結構な人数が入っていますが、何かみんないい感じね。
ほっとするな。今鬼気迫るものがあって一生懸命やっているから、こう、見慣れた顔があると、ああ、いいなあ、ここに戻ってきたな、と私の中で安心感が得られるから不思議ね。(笑)
知らない方もいらっしゃるかもしれないので真面目に話しますが、私は心理カウンセラーとして、某相談室で室長としてカウンセリングをやって、その後心理相談をやっている某会社で、そこではカウンセリングというよりも実質的には経営者としてやらせていただいていました。その後独り立ちをして、今はカウンセリング・ルームを開いてやっています。私はよく聞かれるんですね。「なんでひとりでやることにしたのですか。」「あそこにいた方がよかったじゃないですか」と。確かにあそこにいた方が楽ですね、経済的には。そして精神的にも楽です。まあいろんな面で楽は楽なんだけれども、要するに、治療を極めたかったのね。これは正直なところ。何が効いているのかわからない、というのが、これが治療者の一番の苦しみなのね。そして、本当に何が効いているのかわからない、ということになると、治療者にいろんな言い訳ができてしまうわけ。治らないということに対して。この要素があるから治らないのだろう、この要素があるから相手は苦しんでいるんだろう、という風なかたちで言い訳だらけになってしまう。言い訳をずっとしていると、本当に後から振り返ってみると、患者さんにすごーく申し訳ないことをたくさんしているわけ。僕にもいろんな言い訳がそれまでたくさんあったのね、忙しいから、とか、そういう言い訳だらけだった。それでやっぱり自分自身が心の傷を癒す治療が出来ているかといったら、やっているようでやっていないのね、実感が得られないの。実際に自分自身患者さんを見ていて、ああ、誤魔化し入っているな、というのが結構あるのね。心の傷というものは一時的には誤魔化せるの。そして誤魔化しているな、というのが僕の方ですごくわかってしまう。そして僕なんて口八丁手八丁だからね(笑)言葉の魔術師と言われているくらい。うまい形でうまーく言葉で丸め込んでしまう。その時はわからなくなるけれども、トラウマ自体が本当に消えているかと言ったら、自信がなかったんです、実は。そして、本当のトラウマ治療をやると、治療者側が苦しくなるわけね。だからその苦しみから逃れるために、治療者側がいろんなことをやってしまうし、というところで、やっぱり向き合っていないなというところがこれは事実ありました。
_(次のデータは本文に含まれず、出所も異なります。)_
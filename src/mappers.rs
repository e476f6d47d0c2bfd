// src/mappers.rs
//! Built-in response mappers, selectable by name from configuration.
//!
//! Upstreams disagree on field names, so every JSON mapper walks a short list
//! of known aliases. Rows missing a required field are skipped rather than
//! half-filled.

use serde::{Deserialize, Serialize};
use serde_json::Value;
use std::sync::Arc;

use crate::error::FetchError;
use crate::extract::json::{find_array, num_field, str_field};
use crate::extract::{RawPayload, Table};
use crate::records::{parse_number, Ipo, Mover, NewsItem, Record, RecordShape};
use crate::source::{ResponseMapper, SourceKind};

const SYMBOL_KEYS: &[&str] = &["symbol", "metaSymbol", "symbolName", "name"];
const CHANGE_KEYS: &[&str] = &["perChange", "pChange", "netPrice", "net_price", "change"];
const LAST_PRICE_KEYS: &[&str] = &["ltp", "lastPrice", "last_price", "price"];

const IPO_NAME_KEYS: &[&str] = &["companyName", "name", "company", "title", "symbol"];
const IPO_OPEN_KEYS: &[&str] = &["openDate", "issueStartDate", "startDate", "open"];
const IPO_CLOSE_KEYS: &[&str] = &["closeDate", "issueEndDate", "endDate", "close"];
const IPO_PRICE_KEYS: &[&str] = &["priceBand", "price", "issuePrice", "priceBandString"];

/// Mapper names accepted in config files.
#[derive(Debug, Clone, Copy, PartialEq, Eq, Serialize, Deserialize)]
#[serde(rename_all = "snake_case")]
pub enum MapperName {
    Movers,
    Ipos,
    MoversTable,
    IposTable,
    News,
}

impl MapperName {
    pub fn build(self) -> Arc<dyn ResponseMapper> {
        match self {
            MapperName::Movers => Arc::new(MoversJson),
            MapperName::Ipos => Arc::new(IposJson),
            MapperName::MoversTable => Arc::new(MoversTable),
            MapperName::IposTable => Arc::new(IposTable),
            MapperName::News => Arc::new(NewsRss),
        }
    }

    pub fn shape(self) -> RecordShape {
        match self {
            MapperName::Movers | MapperName::MoversTable => RecordShape::Mover,
            MapperName::Ipos | MapperName::IposTable => RecordShape::Ipo,
            MapperName::News => RecordShape::News,
        }
    }
}

fn wrong_kind(expected: SourceKind, raw: &RawPayload) -> FetchError {
    FetchError::MalformedResponse(format!(
        "mapper expects {:?} payload, got {:?}",
        expected,
        raw.kind()
    ))
}

/// Gainers/losers from exchange or vendor JSON.
pub struct MoversJson;

impl MoversJson {
    /// Row array in any of the shapes seen in the wild: a bare array,
    /// `data`/`all`, or NSE's index-keyed objects (`{"allSec": {"data": [...]}, ...}`).
    fn rows(v: &Value) -> Option<&Vec<Value>> {
        if let Some(arr) = find_array(v, &["data", "all"]) {
            return Some(arr);
        }
        let obj = v.as_object()?;
        if let Some(arr) = obj.get("allSec").and_then(|s| s.get("data")).and_then(Value::as_array) {
            return Some(arr);
        }
        obj.values()
            .filter_map(|inner| inner.get("data").and_then(Value::as_array))
            .find(|arr| !arr.is_empty())
    }
}

impl ResponseMapper for MoversJson {
    fn map(&self, raw: &RawPayload) -> Result<Vec<Record>, FetchError> {
        let RawPayload::Json(v) = raw else {
            return Err(wrong_kind(SourceKind::Json, raw));
        };
        let Some(rows) = Self::rows(v) else {
            return Ok(Vec::new());
        };
        Ok(rows
            .iter()
            .filter_map(|row| {
                let symbol = str_field(row, SYMBOL_KEYS)?;
                let change = num_field(row, CHANGE_KEYS)?;
                Some(Record::Mover(Mover {
                    symbol,
                    change,
                    last_price: num_field(row, LAST_PRICE_KEYS),
                }))
            })
            .collect())
    }

    fn kind(&self) -> SourceKind {
        SourceKind::Json
    }

    fn name(&self) -> &'static str {
        "movers"
    }
}

/// IPO calendars from exchange or vendor JSON.
pub struct IposJson;

impl ResponseMapper for IposJson {
    fn map(&self, raw: &RawPayload) -> Result<Vec<Record>, FetchError> {
        let RawPayload::Json(v) = raw else {
            return Err(wrong_kind(SourceKind::Json, raw));
        };
        let Some(rows) = find_array(v, &["data", "all"]) else {
            return Ok(Vec::new());
        };
        Ok(rows
            .iter()
            .filter_map(|row| {
                let name = str_field(row, IPO_NAME_KEYS)?;
                Some(Record::Ipo(Ipo {
                    name,
                    open: str_field(row, IPO_OPEN_KEYS).unwrap_or_default(),
                    close: str_field(row, IPO_CLOSE_KEYS).unwrap_or_default(),
                    price: str_field(row, IPO_PRICE_KEYS).unwrap_or_default(),
                }))
            })
            .collect())
    }

    fn kind(&self) -> SourceKind {
        SourceKind::Json
    }

    fn name(&self) -> &'static str {
        "ipos"
    }
}

fn cell(row: &[String], idx: Option<usize>) -> Option<&str> {
    idx.and_then(|i| row.get(i))
        .map(String::as_str)
        .filter(|s| !s.is_empty())
}

/// Gainers/losers scraped from a rendered HTML table.
pub struct MoversTable;

impl MoversTable {
    fn map_table(t: &Table) -> Vec<Record> {
        let sym = t.column(&["symbol", "company", "stock", "name"]);
        let chg = t.column(&["% chg", "%chg", "change %", "% change", "chg", "change"]);
        let ltp = t.column(&["ltp", "last price", "price"]);
        if sym.is_none() || chg.is_none() {
            return Vec::new();
        }
        t.rows
            .iter()
            .filter_map(|row| {
                let symbol = cell(row, sym)?.to_string();
                let change = parse_number(cell(row, chg)?)?;
                Some(Record::Mover(Mover {
                    symbol,
                    change,
                    last_price: cell(row, ltp).and_then(parse_number),
                }))
            })
            .collect()
    }
}

impl ResponseMapper for MoversTable {
    fn map(&self, raw: &RawPayload) -> Result<Vec<Record>, FetchError> {
        let RawPayload::Tables(tables) = raw else {
            return Err(wrong_kind(SourceKind::HtmlTable, raw));
        };
        Ok(tables
            .iter()
            .map(Self::map_table)
            .find(|recs| !recs.is_empty())
            .unwrap_or_default())
    }

    fn kind(&self) -> SourceKind {
        SourceKind::HtmlTable
    }

    fn name(&self) -> &'static str {
        "movers_table"
    }
}

/// IPO calendar scraped from a rendered HTML table.
pub struct IposTable;

impl IposTable {
    fn map_table(t: &Table) -> Vec<Record> {
        let name = t.column(&["company", "issuer", "ipo", "name"]);
        let open = t.column(&["open", "start"]);
        let close = t.column(&["close", "end"]);
        let price = t.column(&["price band", "price"]);
        if name.is_none() {
            return Vec::new();
        }
        t.rows
            .iter()
            .filter_map(|row| {
                Some(Record::Ipo(Ipo {
                    name: cell(row, name)?.to_string(),
                    open: cell(row, open).unwrap_or_default().to_string(),
                    close: cell(row, close).unwrap_or_default().to_string(),
                    price: cell(row, price).unwrap_or_default().to_string(),
                }))
            })
            .collect()
    }
}

impl ResponseMapper for IposTable {
    fn map(&self, raw: &RawPayload) -> Result<Vec<Record>, FetchError> {
        let RawPayload::Tables(tables) = raw else {
            return Err(wrong_kind(SourceKind::HtmlTable, raw));
        };
        Ok(tables
            .iter()
            .map(Self::map_table)
            .find(|recs| !recs.is_empty())
            .unwrap_or_default())
    }

    fn kind(&self) -> SourceKind {
        SourceKind::HtmlTable
    }

    fn name(&self) -> &'static str {
        "ipos_table"
    }
}

/// Market headlines from an RSS feed.
pub struct NewsRss;

impl ResponseMapper for NewsRss {
    fn map(&self, raw: &RawPayload) -> Result<Vec<Record>, FetchError> {
        let RawPayload::Feed(items) = raw else {
            return Err(wrong_kind(SourceKind::Rss, raw));
        };
        Ok(items
            .iter()
            .filter(|it| !it.title.is_empty())
            .map(|it| {
                Record::News(NewsItem {
                    title: it.title.clone(),
                    link: it.link.clone(),
                    pub_date: it.pub_date.clone(),
                })
            })
            .collect())
    }

    fn kind(&self) -> SourceKind {
        SourceKind::Rss
    }

    fn name(&self) -> &'static str {
        "news"
    }
}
私が使っていたのはブリーフ・セラピーといって短期療法なのね。実はさっき才田さんが「雨あめ降れふれ」と言ったのは、あれは短期療法の初級者コースみたいなね、あれを真面目な顔して言えばブリーフ療法になるのね。ブリーフ療法というのは、アメリカのミルトン・エリクソンという人が創始者の短期で患者さんを治すという方法なのね。まあこの人もトラウマ治療ということを、ブリーフを使いながら行うということがあって、それにも憧れていろいろやってみたこともあるのだけれども、やってみて確かに使えるんですよ。確かにその患者さんはその時一旦は楽になるのだけれど、やっぱり傷が残っているのね。どっかに傷は残っている。そしてそれをこっちは解るのね。解るの。患者さんの方は、よくなりました、元気になりました、と言っても、こっちは疑いの気持ちがあった。本当?みたいな(笑)。うーん、まだだろう、というそういう所があって、やっぱり僕自身本当に向き合って何かやらなければいけないな、と、本当に自分の命を懸けて、このトラウマ治療に関わらないといけないだろうな、というところがあるんです。そんなことを私はやりたいなと思って、今始めています。そして今、始めて何ヶ月が経ったんだろう。3ヶ月か。何かあっと言う間に3ヶ月経ったのだけれども、身体はボロボロです(笑)。なんかいい感じでボロボロになってきてね。今面接がたくさん入っていて、トラウマ治療をやると本当に苦しくなるわけ。ほんっとうにボロボロになるのね。でも私はトラウマ治療という形でこれから本当に見ていきたいな、本当に何が起きるかということを一緒に見ていきたいなと、思っています。